10 speed camera myths.



10-speed camera myths.

For years rumours have circulated around speed cameras and these 10 things are often said about speed cameras and speeding in general but are they all true?

Brake the Road safety chain said in the Daily Mirror that this is the truth about some of the claims.

Not all speed cameras work, and some are switched off: True.

Brake said Some speed cameras are not fully operational in the UK as revealed by various freedom of information requests. The use of speed cameras is fully supported by Brake. And they encourage the return to use of any that have been turned off. It has been proven that speed cameras reduce speeding and can catch higher numbers of speeding drivers than traffic police with mobile cameras.

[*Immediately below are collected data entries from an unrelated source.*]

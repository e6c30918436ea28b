//! The search flow: validate, fetch current conditions, fetch the forecast for
//! the returned coordinates, render.
//!
//! `submit` is the only entry point; whatever handles UI events calls it.
//! Every search that passes validation takes a new generation number, and a
//! search that finishes after a newer one started leaves the screen alone.
//! Rejected input only updates the status line and never cancels a search
//! already in flight.

use std::sync::{
    Arc,
    atomic::{AtomicU64, Ordering},
};

use tokio::sync::Mutex;
use tracing::{debug, error, info};

use crate::{
    CurrentConditions, DisplayState, Forecast, LocationQuery, ValidationError, WeatherError,
    WeatherProvider,
    format::Formatting,
    render::{DisplaySurface, StatusTone, render_current, render_forecast},
};

pub const LOADING_MESSAGE: &str = "Loading weather...";
pub const FAILURE_MESSAGE: &str = "Could not load weather. Check the city/zip and your API key.";

/// How a call to [`Orchestrator::submit`] ended.
#[derive(Debug, Clone, Copy, PartialEq, Eq)]
pub enum SearchOutcome {
    /// Both fetches succeeded and the results are on screen.
    Shown,
    /// Input or configuration was rejected before any request.
    Rejected(ValidationError),
    /// A fetch failed; the screen shows the generic failure message.
    Failed,
    /// A newer search started while this one was in flight; its result was dropped.
    Superseded,
}

#[derive(Debug)]
struct Screen<S> {
    surface: S,
    state: DisplayState,
}

#[derive(Debug)]
pub struct Orchestrator<P, S> {
    provider: Arc<P>,
    formatting: Formatting,
    screen: Mutex<Screen<S>>,
    generation: AtomicU64,
}

impl<P, S> Orchestrator<P, S>
where
    P: WeatherProvider + 'static,
    S: DisplaySurface,
{
    pub fn new(provider: P, surface: S, formatting: Formatting) -> Self {
        Self {
            provider: Arc::new(provider),
            formatting,
            screen: Mutex::new(Screen {
                surface,
                state: DisplayState::Idle,
            }),
            generation: AtomicU64::new(0),
        }
    }

    pub async fn state(&self) -> DisplayState {
        self.screen.lock().await.state
    }

    /// Read the surface without taking it out.
    pub async fn inspect<R>(&self, f: impl FnOnce(&S) -> R) -> R {
        f(&self.screen.lock().await.surface)
    }

    pub fn into_surface(self) -> S {
        self.screen.into_inner().surface
    }

    /// Run one search for `input` and draw the result.
    pub async fn submit(&self, input: &str) -> SearchOutcome {
        let query = match self.validate(input) {
            Ok(query) => query,
            Err(err) => {
                info!(reason = %err, "search rejected");
                let mut screen = self.screen.lock().await;
                screen.surface.set_status(err.user_message(), StatusTone::Error);
                screen.state = DisplayState::Error;
                return SearchOutcome::Rejected(err);
            }
        };

        let generation = self.generation.fetch_add(1, Ordering::SeqCst) + 1;

        {
            let mut screen = self.screen.lock().await;
            screen.surface.set_status(LOADING_MESSAGE, StatusTone::Info);
            screen.surface.set_panel_visible(false);
            screen.state = DisplayState::Loading;
        }

        let result = self.fetch(query).await;

        let mut screen = self.screen.lock().await;
        if self.generation.load(Ordering::SeqCst) != generation {
            debug!(generation, "discarding result of superseded search");
            return SearchOutcome::Superseded;
        }

        match result {
            Ok((current, forecast)) => {
                render_current(&mut screen.surface, &current, &self.formatting);
                render_forecast(&mut screen.surface, &forecast, &self.formatting);
                screen.surface.set_status("", StatusTone::Info);
                screen.state = DisplayState::Shown;
                SearchOutcome::Shown
            }
            Err(err) => {
                error!(error = %err, status = ?err.status(), "weather search failed");
                screen.surface.set_status(FAILURE_MESSAGE, StatusTone::Error);
                screen.state = DisplayState::Error;
                SearchOutcome::Failed
            }
        }
    }

    fn validate(&self, input: &str) -> Result<LocationQuery, ValidationError> {
        let query = LocationQuery::parse(input)?;
        if !self.provider.has_credentials() {
            return Err(ValidationError::MissingApiKey);
        }
        Ok(query)
    }

    /// Current conditions first, then the forecast for the coordinates they carry.
    ///
    /// Runs as its own task so a panic inside the provider surfaces as
    /// [`WeatherError::Unexpected`] instead of unwinding through the caller.
    async fn fetch(&self, query: LocationQuery) -> Result<(CurrentConditions, Forecast), WeatherError> {
        let provider = Arc::clone(&self.provider);

        let task = tokio::spawn(async move {
            let current = provider.fetch_current(&query).await?;
            let forecast = provider
                .fetch_forecast(current.coord.lat, current.coord.lon)
                .await?;
            Ok::<_, WeatherError>((current, forecast))
        });

        match task.await {
            Ok(result) => result,
            Err(join_err) => Err(WeatherError::Unexpected(join_err.to_string())),
        }
    }
}
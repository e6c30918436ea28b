use serde::{Deserialize, Serialize};

use crate::query::{QueryKind, classify};

/// Forecast entries kept from the provider's 3-hour list (~24 hours).
pub const FORECAST_LIMIT: usize = 8;

/// A user-supplied location, trimmed and guaranteed non-empty.
#[derive(Debug, Clone, PartialEq, Eq)]
pub struct LocationQuery {
    text: String,
    kind: QueryKind,
}

impl LocationQuery {
    /// Trim the raw input and reject it if nothing is left.
    pub fn parse(input: &str) -> Result<Self, crate::ValidationError> {
        let text = input.trim();
        if text.is_empty() {
            return Err(crate::ValidationError::EmptyLocation);
        }

        Ok(Self {
            text: text.to_owned(),
            kind: classify(text),
        })
    }

    pub fn as_str(&self) -> &str {
        &self.text
    }

    pub fn kind(&self) -> QueryKind {
        self.kind
    }
}

impl std::fmt::Display for LocationQuery {
    fn fmt(&self, f: &mut std::fmt::Formatter<'_>) -> std::fmt::Result {
        f.write_str(&self.text)
    }
}

#[derive(Debug, Clone, Copy, PartialEq, Serialize, Deserialize)]
pub struct Coordinates {
    pub lat: f64,
    pub lon: f64,
}

/// Current conditions as reported by the provider.
///
/// Only `name` and `coord` are guaranteed; everything else is optional and
/// rendered as a placeholder when missing.
#[derive(Debug, Clone, PartialEq, Serialize, Deserialize)]
pub struct CurrentConditions {
    pub name: String,
    pub country: Option<String>,
    pub description: Option<String>,
    pub icon: Option<String>,
    pub temp: Option<f64>,
    pub temp_min: Option<f64>,
    pub temp_max: Option<f64>,
    /// Relative humidity in percent, as reported (may be fractional).
    pub humidity: Option<f64>,
    pub coord: Coordinates,
}

/// One 3-hour prediction point.
#[derive(Debug, Clone, PartialEq, Serialize, Deserialize)]
pub struct ForecastEntry {
    /// Provider timestamp, `YYYY-MM-DD HH:MM:SS` in local time.
    pub timestamp: String,
    pub temp: f64,
    pub label: Option<String>,
    pub icon: Option<String>,
}

#[derive(Debug, Clone, Default, PartialEq, Serialize, Deserialize)]
pub struct Forecast {
    pub entries: Vec<ForecastEntry>,
}

impl Forecast {
    /// Keep the first [`FORECAST_LIMIT`] entries in their original order.
    pub fn from_entries(entries: impl IntoIterator<Item = ForecastEntry>) -> Self {
        Self {
            entries: entries.into_iter().take(FORECAST_LIMIT).collect(),
        }
    }

    pub fn len(&self) -> usize {
        self.entries.len()
    }

    pub fn is_empty(&self) -> bool {
        self.entries.is_empty()
    }
}

#[derive(Debug, Clone, Copy, Default, PartialEq, Eq, Serialize, Deserialize)]
#[serde(rename_all = "lowercase")]
pub enum DisplayState {
    #[default]
    Idle,
    Loading,
    Shown,
    Error,
}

You have to be speeding at least 10% of the limit plus 2mph to get caught: False(ish)

A driver can receive a speeding ticket if they exceed the speed limit by only 1mph the law states. But the guidance by the National Police Chiefs Council. Suggests that until a driver exceeds the speed limit by 10% plus 2mph officers do not prosecute.

But Brake says drivers should be aware that the guidance is not legally entrenched. It is up to the Officers discretion to act outside it. Drivers need to be aware that it does not legally mean they can break the speed limit.

If you drive fast you will not trigger the camera:False

The only way not to trigger the camera is to stick to the speed limit.

Speed cameras should be painted yellow to be legal: False.

The government wants all speed cameras painted yellow in England. The offence will still be valid if you are caught on a grey speed camera before then.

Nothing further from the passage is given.